Certainly, there is a sense of extreme disconnect and disparity between the speaker, entrapped in a "hollow city" beneath a "dull sky," and the buoyancy of the geese, "spots on the wake of the wind." The geese's flight is connected to the freedom of various natural elements: their sound is "coming down . . . with rain," contrasting with the "rush hour streets," and they move "as if waves floated them south." The anaphora here—"as if waves"—seems to echo the natural tidal motion of waves themselves, retracing the same path—but "floating," rather than being constrained by the "sooty window pane" that keeps the author in his room.

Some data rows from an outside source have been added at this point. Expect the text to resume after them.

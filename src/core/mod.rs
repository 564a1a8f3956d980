//! Core types shared by every game: players, RNG, configuration.

pub mod config;
pub mod player;
pub mod rng;

pub use config::GameConfig;
pub use player::{PlayerId, PlayerMap};
pub use rng::GameRng;
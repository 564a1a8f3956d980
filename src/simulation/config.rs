//! Batch simulation configuration.

use std::path::PathBuf;

use serde::{Deserialize, Serialize};

use crate::agents::AgentKind;
use crate::core::GameConfig;
use crate::error::{Error, Result};

/// Configuration for a batch simulation run.
#[derive(Clone, Debug, PartialEq, Serialize, Deserialize)]
pub struct SimulationConfig {
    /// Games played per (game, agent pairing).
    pub games_per_pairing: usize,

    /// Worker threads for the game pool.
    pub workers: usize,

    /// Master seed. Per-match starting numbers and agent seeds are drawn
    /// from it in match order, so a run is reproducible for any worker count.
    pub seed: u64,

    /// Games to simulate, in order.
    pub games: Vec<GameConfig>,

    /// Agent pairings `(first, second)`, in order.
    pub pairings: Vec<(AgentKind, AgentKind)>,

    /// Draw each halving game's starting number from this inclusive range
    /// instead of using the configured one. `None` keeps the configured start.
    pub initial_range: Option<(u32, u32)>,

    /// Directory for `results.csv` and `simulation.log`. Recreated on each run.
    pub output_dir: PathBuf,

    /// Log progress every this many completed games (0 = never).
    pub progress_interval: usize,
}

impl Default for SimulationConfig {
    fn default() -> Self {
        Self {
            games_per_pairing: 200,
            workers: num_cpus::get().max(8),
            seed: 42,
            games: vec![GameConfig::default(), GameConfig::TicTacToe],
            pairings: vec![
                (AgentKind::Random, AgentKind::Minimax),
                (AgentKind::Minimax, AgentKind::Minimax),
                (AgentKind::Minimax, AgentKind::Random),
                (AgentKind::Random, AgentKind::Random),
            ],
            initial_range: Some((10, 20)),
            output_dir: PathBuf::from("results"),
            progress_interval: 25,
        }
    }
}

impl SimulationConfig {
    /// Create a config with default settings.
    pub fn new() -> Self {
        Self::default()
    }

    /// Set games per pairing.
    pub fn with_games_per_pairing(mut self, games: usize) -> Self {
        self.games_per_pairing = games;
        self
    }

    /// Set the worker count.
    pub fn with_workers(mut self, workers: usize) -> Self {
        self.workers = workers;
        self
    }

    /// Set the master seed.
    pub fn with_seed(mut self, seed: u64) -> Self {
        self.seed = seed;
        self
    }

    /// Replace the list of games.
    pub fn with_games(mut self, games: Vec<GameConfig>) -> Self {
        self.games = games;
        self
    }

    /// Replace the list of agent pairings.
    pub fn with_pairings(mut self, pairings: Vec<(AgentKind, AgentKind)>) -> Self {
        self.pairings = pairings;
        self
    }

    /// Set or clear the random starting-number range for halving games.
    pub fn with_initial_range(mut self, range: Option<(u32, u32)>) -> Self {
        self.initial_range = range;
        self
    }

    /// Set the output directory.
    pub fn with_output_dir(mut self, dir: impl Into<PathBuf>) -> Self {
        self.output_dir = dir.into();
        self
    }

    /// Set the progress logging interval.
    pub fn with_progress_interval(mut self, interval: usize) -> Self {
        self.progress_interval = interval;
        self
    }

    /// Check the configuration before anything is written to disk.
    pub fn validate(&self) -> Result<()> {
        if self.workers == 0 {
            return Err(Error::invalid_configuration("need at least one worker"));
        }
        if let Some((low, high)) = self.initial_range {
            if low == 0 || low > high {
                return Err(Error::invalid_configuration(format!(
                    "initial range {}..={} must be positive and non-empty",
                    low, high
                )));
            }
        }
        for (first, second) in &self.pairings {
            if *first == AgentKind::Human || *second == AgentKind::Human {
                return Err(Error::invalid_configuration(
                    "batch simulation cannot seat a human agent",
                ));
            }
        }
        for game in &self.games {
            game.validate()?;
        }
        Ok(())
    }

    /// Path of the CSV results file.
    #[must_use]
    pub fn csv_path(&self) -> PathBuf {
        self.output_dir.join("results.csv")
    }

    /// Path of the log file.
    #[must_use]
    pub fn log_path(&self) -> PathBuf {
        self.output_dir.join("simulation.log")
    }
}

Where the geese move easily, figuratively separated from the author by the obfuscating "mist" which "dampened" their sound, the author can get "no satisfaction," and as the geese fly past him, he feels as if he's "missed a parade I would have wanted to follow."
The "message" of the poem, then, seems to be that containment in the dullness and rigidity of the city can leave us feeling trapped, yearning for the celebratory freedom accorded to the geese who, like freedom itself, seem very far away.
This is a poem about longing for connection with the natural world, and about a specific form of alienation, or failure to make that desired connection. The elements of the poem are primarily imagery: the poem uses images of the geese and the city repeatedly. After that, similes are used: the geese move like waves, and they call him to ride those waves, like a surfer. Repetition and alliteration are used; look at the "w" sounds and the repetition of waves. Mostly, though, it is the images that show us a many longing to connect with nature, but failing to do so in the city.